The human and animal ability to create tools remains a diﬃcult and interesting challenge to recreate in robotic planning and this thesis shows a brief glimpse into both what is already possible as well as what challenges are still left to face. In the following chapter a brief history of the field of Task and Motion Planning is outlined. In chapter three a more detailed explanation of the previous work done by Toussaint et al.[1] is given. A full description of the alterations and additions to the LGP system can be found in chapter four. Finally, experiment descriptions, results and areas for future work are in chapter five.

(11)

2 Related Work

Robotic task and motion planning has a long history, and the area is rich with previous approaches. For the purpose of this paper we lay out the space of related work in two major categories: planners that only consider kinematic constraints and planners that consider the dynamic feasibility of paths. Kinematic planners only consider the geometric constraints on a path- where an obstacle is, joint limits of an actuator, etc. without considering the forces that cause the motion.
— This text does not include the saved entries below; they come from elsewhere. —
use std::num::NonZeroUsize;

use clap::{Parser, Subcommand};

use crate::config::{parse_api_url, AppConfig, env::ConfigError};

#[derive(Debug, Parser)]
#[command(name = "malurl-scanner", version)]
#[command(about = "Submit URLs to a MalURL scan service and explain its verdicts.")]
pub struct CommandLine {
    /// Base URL of the scan service (overrides SCANNER_API_URL)
    #[arg(long, global = true, value_name = "URL")]
    pub api_url: Option<String>,
    /// Print results as JSON
    #[arg(long, global = true)]
    pub json: bool,
    /// How many ranked contributions to show (overrides SCANNER_TOP_CONTRIBUTIONS)
    #[arg(long, global = true, value_name = "N")]
    pub top: Option<NonZeroUsize>,
    /// Without a command, reads one URL per line from stdin
    #[command(subcommand)]
    pub command: Option<Command>,
}

#[derive(Debug, Clone, Subcommand)]
pub enum Command {
    /// Scan a single URL and exit
    #[command(alias = "s")]
    Scan { url: String },
    /// Show a scan the service already computed
    Show { id: String },
    /// Check that the scan service is reachable
    Health,
}

impl CommandLine {
    pub fn parse_args() -> Self {
        Self::parse()
    }

    pub fn apply(&self, config: &mut AppConfig) -> Result<(), ConfigError> {
        if let Some(raw) = &self.api_url {
            config.api.base_url = parse_api_url(raw)?;
        }
        if let Some(top) = self.top {
            config.display.top_contributions = top.get();
        }
        config.display.json = self.json;
        Ok(())
    }
}

#[cfg(test)]
mod tests {
    use super::*;

    #[test]
    fn parses_scan_with_global_flags() {
        let args = CommandLine::try_parse_from([
            "malurl-scanner",
            "scan",
            "http://1.2.3.4/login",
            "--json",
            "--top",
            "3",
        ])
        .unwrap();

        assert!(args.json);
        assert_eq!(args.top.map(NonZeroUsize::get), Some(3));
        match args.command {
            Some(Command::Scan { url }) => assert_eq!(url, "http://1.2.3.4/login"),
            other => panic!("unexpected {other:?}"),
        }
    }

    #[test]
    fn rejects_zero_top() {
        assert!(CommandLine::try_parse_from(["malurl-scanner", "--top", "0"]).is_err());
    }

    #[test]
    fn no_command_means_interactive() {
        let args = CommandLine::try_parse_from(["malurl-scanner"]).unwrap();
        assert!(args.command.is_none());
    }
}
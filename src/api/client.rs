use anyhow::{anyhow, Context, Result};
use async_trait::async_trait;
use reqwest::{Client, RequestBuilder};
use url::Url;

use crate::{
    config::ApiConfig,
    domain::{ScanRequest, ScanResult},
};

use super::wire::{decode_scan_response, HealthStatus, HEALTH_PATH, SCAN_PATH};

// `Err` means the transport failed; whatever the service answered is a ScanResult.
#[async_trait]
pub trait ScanService: Send + Sync {
    async fn scan(&self, request: &ScanRequest) -> Result<ScanResult>;
}

#[derive(Clone)]
pub struct ScanClient {
    http: Client,
    config: ApiConfig,
}

impl ScanClient {
    pub fn new(http: Client, config: ApiConfig) -> Self {
        Self { http, config }
    }

    pub fn base_url(&self) -> &Url {
        &self.config.base_url
    }

    pub async fn fetch(&self, scan_id: &str) -> Result<ScanResult> {
        let mut url = self.endpoint(SCAN_PATH)?;
        url.path_segments_mut()
            .map_err(|_| anyhow!("scan service URL cannot take a path segment"))?
            .push(scan_id);

        tracing::debug!(target: "api", %url, "fetching stored scan");
        let response = self.with_timeout(self.http.get(url)).send().await?;
        let status = response.status();
        let body = response.bytes().await?;
        Ok(decode_scan_response(status, &body))
    }

    pub async fn health(&self) -> Result<HealthStatus> {
        let url = self.endpoint(HEALTH_PATH)?;
        let status = self
            .with_timeout(self.http.get(url.clone()))
            .send()
            .await?
            .error_for_status()?
            .json::<HealthStatus>()
            .await
            .with_context(|| format!("unexpected health response from {url}"))?;
        Ok(status)
    }

    fn endpoint(&self, path: &str) -> Result<Url> {
        self.config
            .base_url
            .join(path)
            .with_context(|| format!("failed to resolve {path} against {}", self.config.base_url))
    }

    fn with_timeout(&self, builder: RequestBuilder) -> RequestBuilder {
        match self.config.timeout {
            Some(timeout) => builder.timeout(timeout),
            None => builder,
        }
    }
}

#[async_trait]
impl ScanService for ScanClient {
    async fn scan(&self, request: &ScanRequest) -> Result<ScanResult> {
        let url = self.endpoint(SCAN_PATH)?;
        tracing::debug!(target: "api", %url, target_url = %request.url, "submitting scan");

        let response = self
            .with_timeout(self.http.post(url))
            .json(request)
            .send()
            .await?;
        let status = response.status();
        let body = response.bytes().await?;

        let result = decode_scan_response(status, &body);
        tracing::info!(
            target: "api",
            status = status.as_u16(),
            failed = result.is_failure(),
            "scan response received"
        );
        Ok(result)
    }
}
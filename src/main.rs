mod api;
mod app;
mod cli;
mod config;
mod controller;
mod domain;
mod infrastructure;
mod presenter;
mod session;

use std::process::ExitCode;

use anyhow::Result;
use infrastructure::{directories, logging};

#[tokio::main(flavor = "current_thread")]
async fn main() -> Result<ExitCode> {
    dotenvy::dotenv().ok();

    let args = cli::CommandLine::parse_args();
    let mut config = config::load_config()?;
    args.apply(&mut config)?;

    let paths = directories::ensure_directories(&config.directories)?;
    logging::init_tracing(&config, &paths)?;

    let app = app::ScannerApp::initialize(config)?;
    app.run(args.command).await
}
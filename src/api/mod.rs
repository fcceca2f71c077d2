pub mod client;
pub mod wire;

#[cfg(test)]
pub(crate) mod testing;

pub use client::{ScanClient, ScanService};
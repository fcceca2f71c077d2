use std::fmt;

use crate::domain::ScanResult;

use super::ranking::rank_contributions;

#[derive(Debug, Clone, PartialEq)]
pub enum View {
    Empty,
    Error(String),
    Verdict(VerdictView),
}

#[derive(Debug, Clone, PartialEq)]
pub struct VerdictView {
    pub url: String,
    pub rule_score: String,
    pub label: &'static str,
    pub ml_proba: Option<String>,
    pub contributions: Vec<ContributionLine>,
}

#[derive(Debug, Clone, PartialEq)]
pub struct ContributionLine {
    pub feature: String,
    pub weight: String,
}

pub fn present(result: Option<&ScanResult>, top: usize) -> View {
    let verdict = match result {
        None => return View::Empty,
        Some(ScanResult::Failure(failure)) => return View::Error(failure.error.clone()),
        Some(ScanResult::Success(verdict)) => verdict,
    };

    let contributions = rank_contributions(&verdict.explain.contributions, top)
        .into_iter()
        .map(|c| ContributionLine {
            feature: c.feature.to_string(),
            weight: fixed3(c.weight),
        })
        .collect();

    View::Verdict(VerdictView {
        url: verdict.url.clone(),
        rule_score: fixed3(verdict.rule_score),
        label: verdict.label(),
        ml_proba: verdict.ml_proba.map(|p| p.to_string()),
        contributions,
    })
}

fn fixed3(value: f64) -> String {
    format!("{value:.3}")
}

impl fmt::Display for View {
    fn fmt(&self, f: &mut fmt::Formatter<'_>) -> fmt::Result {
        match self {
            View::Empty => Ok(()),
            View::Error(message) => writeln!(f, "{message}"),
            View::Verdict(verdict) => fmt::Display::fmt(verdict, f),
        }
    }
}

impl fmt::Display for VerdictView {
    fn fmt(&self, f: &mut fmt::Formatter<'_>) -> fmt::Result {
        writeln!(f, "URL: {}", self.url)?;
        writeln!(f, "Rule score: {} ({})", self.rule_score, self.label)?;
        if let Some(proba) = &self.ml_proba {
            writeln!(f, "ML prob: {proba}")?;
        }
        writeln!(f, "Top contributions")?;
        for line in &self.contributions {
            writeln!(f, "  {}: {}", line.feature, line.weight)?;
        }
        Ok(())
    }
}
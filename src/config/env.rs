use std::time::Duration;

use thiserror::Error;
use url::Url;

pub const DEFAULT_API_URL: &str = "http://127.0.0.1:8000/";
pub const DEFAULT_TOP_CONTRIBUTIONS: usize = 8;

#[derive(Debug, Clone)]
pub struct AppConfig {
    pub api: ApiConfig,
    pub display: DisplayConfig,
    pub directories: DirectoryConfig,
    pub logging: LoggingConfig,
}

#[derive(Debug, Clone)]
pub struct ApiConfig {
    pub base_url: Url,
    pub timeout: Option<Duration>,
}

#[derive(Debug, Clone)]
pub struct DisplayConfig {
    pub top_contributions: usize,
    pub json: bool,
}

#[derive(Debug, Clone)]
pub struct DirectoryConfig {
    pub logs_dir: String,
}

#[derive(Debug, Clone)]
pub struct LoggingConfig {
    pub level: String,
}

#[derive(Debug, Error)]
pub enum ConfigError {
    #[error("invalid scan service URL {value:?}: {source}")]
    InvalidApiUrl {
        value: String,
        #[source]
        source: url::ParseError,
    },
    #[error("scan service URL {0:?} must use http or https")]
    UnsupportedScheme(String),
}
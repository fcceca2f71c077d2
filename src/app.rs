use std::{
    io::{self, Write},
    process::ExitCode,
    sync::Arc,
};

use anyhow::{Context, Result};
use reqwest::Client;

use crate::{
    api::ScanClient,
    cli::Command,
    config::AppConfig,
    controller::SubmissionController,
    domain::ScanResult,
    session::{write_result, Session},
};

pub struct ScannerApp {
    config: AppConfig,
    client: ScanClient,
}

impl ScannerApp {
    pub fn initialize(config: AppConfig) -> Result<Self> {
        let http = Client::builder()
            .user_agent(format!("malurl-scanner/{}", env!("CARGO_PKG_VERSION")))
            .build()
            .context("failed to build HTTP client")?;
        let client = ScanClient::new(http, config.api.clone());

        tracing::info!(
            target: "api",
            base_url = %config.api.base_url,
            timeout = ?config.api.timeout,
            "scan client ready"
        );
        Ok(Self { config, client })
    }

    pub async fn run(self, command: Option<Command>) -> Result<ExitCode> {
        let ScannerApp { config, client } = self;

        match command {
            None => {
                let controller = Arc::new(SubmissionController::new(client));
                Session::new(controller, config.display).run().await?;
                Ok(ExitCode::SUCCESS)
            }
            Some(Command::Scan { url }) => {
                let controller = SubmissionController::new(client);
                controller.submit_url(url).await;
                let state = controller.snapshot();
                let result = state.result().context("scan finished without a result")?;
                emit(result, &config)
            }
            Some(Command::Show { id }) => {
                let result = match client.fetch(&id).await {
                    Ok(result) => result,
                    Err(err) => {
                        tracing::warn!(target: "api", error = %err, scan_id = %id, "lookup failed");
                        ScanResult::client_failure(err.to_string())
                    }
                };
                emit(&result, &config)
            }
            Some(Command::Health) => match client.health().await {
                Ok(health) => {
                    println!("{} {}", client.base_url(), health.status);
                    Ok(ExitCode::SUCCESS)
                }
                Err(err) => {
                    eprintln!("{} unreachable: {err:#}", client.base_url());
                    Ok(ExitCode::FAILURE)
                }
            },
        }
    }
}

fn emit(result: &ScanResult, config: &AppConfig) -> Result<ExitCode> {
    let mut stdout = io::stdout().lock();
    write_result(result, &config.display, &mut stdout)?;
    stdout.flush()?;
    Ok(match result.error() {
        Some(error) => {
            tracing::warn!(target: "api", error, "scan failed");
            ExitCode::FAILURE
        }
        None => ExitCode::SUCCESS,
    })
}
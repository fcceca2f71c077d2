use std::collections::HashMap;

use serde::{Deserialize, Deserializer, Serialize};
use serde_json::Value;

#[derive(Debug, Clone, PartialEq, Serialize)]
pub struct ScanRequest {
    pub url: String,
}

impl ScanRequest {
    pub fn new(url: impl Into<String>) -> Self {
        Self { url: url.into() }
    }
}

#[derive(Debug, Clone, Default, PartialEq, Serialize, Deserialize)]
pub struct Explanation {
    #[serde(default)]
    pub contributions: HashMap<String, f64>,
}

#[derive(Debug, Clone, PartialEq, Serialize, Deserialize)]
pub struct ScanVerdict {
    #[serde(default, skip_serializing_if = "Option::is_none")]
    pub id: Option<String>,
    #[serde(default)]
    pub url: String,
    #[serde(default, skip_serializing_if = "Option::is_none")]
    pub timestamp: Option<String>,
    pub rule_score: f64,
    #[serde(default, deserialize_with = "truthy")]
    pub rule_label: bool,
    #[serde(default)]
    pub ml_proba: Option<f64>,
    #[serde(default, skip_serializing_if = "Option::is_none")]
    pub ml_label: Option<i64>,
    pub explain: Explanation,
}

impl ScanVerdict {
    pub fn label(&self) -> &'static str {
        if self.rule_label {
            "malicious"
        } else {
            "benign"
        }
    }
}

// The scan service emits `rule_label` as 0/1; older builds send a bool.
fn truthy<'de, D>(deserializer: D) -> Result<bool, D::Error>
where
    D: Deserializer<'de>,
{
    let value = Value::deserialize(deserializer)?;
    Ok(match value {
        Value::Null => false,
        Value::Bool(flag) => flag,
        Value::Number(number) => number.as_f64().is_some_and(|n| n != 0.0),
        Value::String(text) => !text.is_empty(),
        Value::Array(_) | Value::Object(_) => true,
    })
}
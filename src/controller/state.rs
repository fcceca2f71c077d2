use crate::domain::ScanResult;

#[derive(Debug, Clone, Default, PartialEq)]
pub enum Phase {
    #[default]
    Idle,
    Loading,
    Shown(ScanResult),
}

// Only begin/settle/abandon touch `phase`.
#[derive(Debug, Clone, Default, PartialEq)]
pub struct UiState {
    pub url: String,
    phase: Phase,
    request_seq: u64,
}

impl UiState {
    pub fn phase(&self) -> &Phase {
        &self.phase
    }

    pub fn result(&self) -> Option<&ScanResult> {
        match &self.phase {
            Phase::Shown(result) => Some(result),
            Phase::Idle | Phase::Loading => None,
        }
    }

    pub fn is_loading(&self) -> bool {
        matches!(self.phase, Phase::Loading)
    }

    pub fn request_seq(&self) -> u64 {
        self.request_seq
    }

    pub(crate) fn begin(&mut self) -> u64 {
        self.request_seq += 1;
        self.phase = Phase::Loading;
        self.request_seq
    }

    pub(crate) fn settle(&mut self, ticket: u64, result: ScanResult) -> bool {
        if ticket != self.request_seq {
            return false;
        }
        self.phase = Phase::Shown(result);
        true
    }

    // Drops loading for a request that ended without a result.
    pub(crate) fn abandon(&mut self, ticket: u64) -> bool {
        if ticket != self.request_seq || !self.is_loading() {
            return false;
        }
        self.phase = Phase::Idle;
        true
    }
}
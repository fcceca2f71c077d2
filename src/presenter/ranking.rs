use std::collections::HashMap;

#[derive(Debug, Clone, Copy, PartialEq)]
pub struct RankedContribution<'a> {
    pub feature: &'a str,
    pub weight: f64,
}

/// Orders contributions by descending `|weight|` and keeps the first `limit`.
///
/// Equal magnitudes are ordered by feature name so the output does not depend
/// on map iteration order.
pub fn rank_contributions(
    contributions: &HashMap<String, f64>,
    limit: usize,
) -> Vec<RankedContribution<'_>> {
    let mut ranked: Vec<RankedContribution<'_>> = contributions
        .iter()
        .map(|(feature, weight)| RankedContribution {
            feature: feature.as_str(),
            weight: *weight,
        })
        .collect();

    ranked.sort_by(|a, b| {
        b.weight
            .abs()
            .total_cmp(&a.weight.abs())
            .then_with(|| a.feature.cmp(b.feature))
    });
    ranked.truncate(limit);
    ranked
}
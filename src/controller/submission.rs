use tokio::sync::watch;

use crate::{
    api::ScanService,
    domain::{ScanRequest, ScanResult},
};

use super::state::UiState;

#[derive(Debug, Clone, Copy, PartialEq, Eq)]
pub enum SubmitOutcome {
    Applied,
    Superseded,
}

/// Owns the single [`UiState`]. Overlapping submits are allowed; only the
/// latest one may write its result.
pub struct SubmissionController<S> {
    service: S,
    state: watch::Sender<UiState>,
}

impl<S: ScanService> SubmissionController<S> {
    pub fn new(service: S) -> Self {
        let (state, _) = watch::channel(UiState::default());
        Self { service, state }
    }

    pub fn subscribe(&self) -> watch::Receiver<UiState> {
        self.state.subscribe()
    }

    pub fn snapshot(&self) -> UiState {
        self.state.borrow().clone()
    }

    pub fn set_url(&self, url: impl Into<String>) {
        let url = url.into();
        self.state.send_if_modified(|state| {
            if state.url == url {
                return false;
            }
            state.url = url;
            true
        });
    }

    pub async fn submit_url(&self, url: impl Into<String>) -> SubmitOutcome {
        self.set_url(url);
        self.submit().await
    }

    /// Scans the current `url`. Any previous result is cleared before the
    /// request goes out, and loading is released on every exit path.
    pub async fn submit(&self) -> SubmitOutcome {
        let mut ticket = 0;
        let mut request = ScanRequest::new(String::new());
        self.state.send_modify(|state| {
            ticket = state.begin();
            request.url.clone_from(&state.url);
        });
        tracing::info!(target: "controller", ticket, url = %request.url, "scan submitted");

        let in_flight = InFlight {
            state: &self.state,
            ticket,
            settled: false,
        };

        let result = match self.service.scan(&request).await {
            Ok(result) => result,
            Err(err) => {
                tracing::warn!(target: "controller", ticket, error = %err, "scan request failed");
                ScanResult::client_failure(err.to_string())
            }
        };

        let outcome = in_flight.settle(result);
        if outcome == SubmitOutcome::Superseded {
            tracing::debug!(target: "controller", ticket, "discarding stale scan response");
        }
        outcome
    }
}

struct InFlight<'a> {
    state: &'a watch::Sender<UiState>,
    ticket: u64,
    settled: bool,
}

impl InFlight<'_> {
    fn settle(mut self, result: ScanResult) -> SubmitOutcome {
        self.settled = true;
        let ticket = self.ticket;
        if self
            .state
            .send_if_modified(move |state| state.settle(ticket, result))
        {
            SubmitOutcome::Applied
        } else {
            SubmitOutcome::Superseded
        }
    }
}

impl Drop for InFlight<'_> {
    fn drop(&mut self) {
        if self.settled {
            return;
        }
        let ticket = self.ticket;
        if self.state.send_if_modified(|state| state.abandon(ticket)) {
            tracing::debug!(target: "controller", ticket, "scan dropped before it settled");
        }
    }
}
Planners that account for the dynamic feasibility of a path consider both the geometric constraints and the forces involved.

Problems in manipulation planning generally are described in terms of the operators or actors, for example a robot, the workspace they operate in, like a workbench, and objects to be manipulated in the world. Together the location of objects, and occasionally some added semantic information, for example discrete states based on geometric relationships (like ‘in’, ‘held’ or ‘on’), make up the state of the world. The representation of locations can be either in terms of Cartesian

coordinate space or in terms of the joint space of the robot.

A manipulation problem is typically defined with a specific starting state and a set of goal conditions which partially define a goal state. A goal condition of a specific manipulation problem could include a specific location or orientation for a particular object or a geometric relationship to something else in the workspace, e.g. block A is ‘on’ block B. The union of all the goal conditions define the set of goal states which a manipulation planner will attempt to reach. The ideal output of a planner will be a continuous motion for the robot that avoids obstacles as it reaches the goal state.

(12)

2.1 Motion Planning

For a robot to interact with the world and complete any task, it needs to move. Motion planners take in a desired movement task, such as move to the door or grasp the handle, and produces a plan of discrete motions (move a few feet forward, rotate the wrist 30 degrees clockwise) to accomplish the task.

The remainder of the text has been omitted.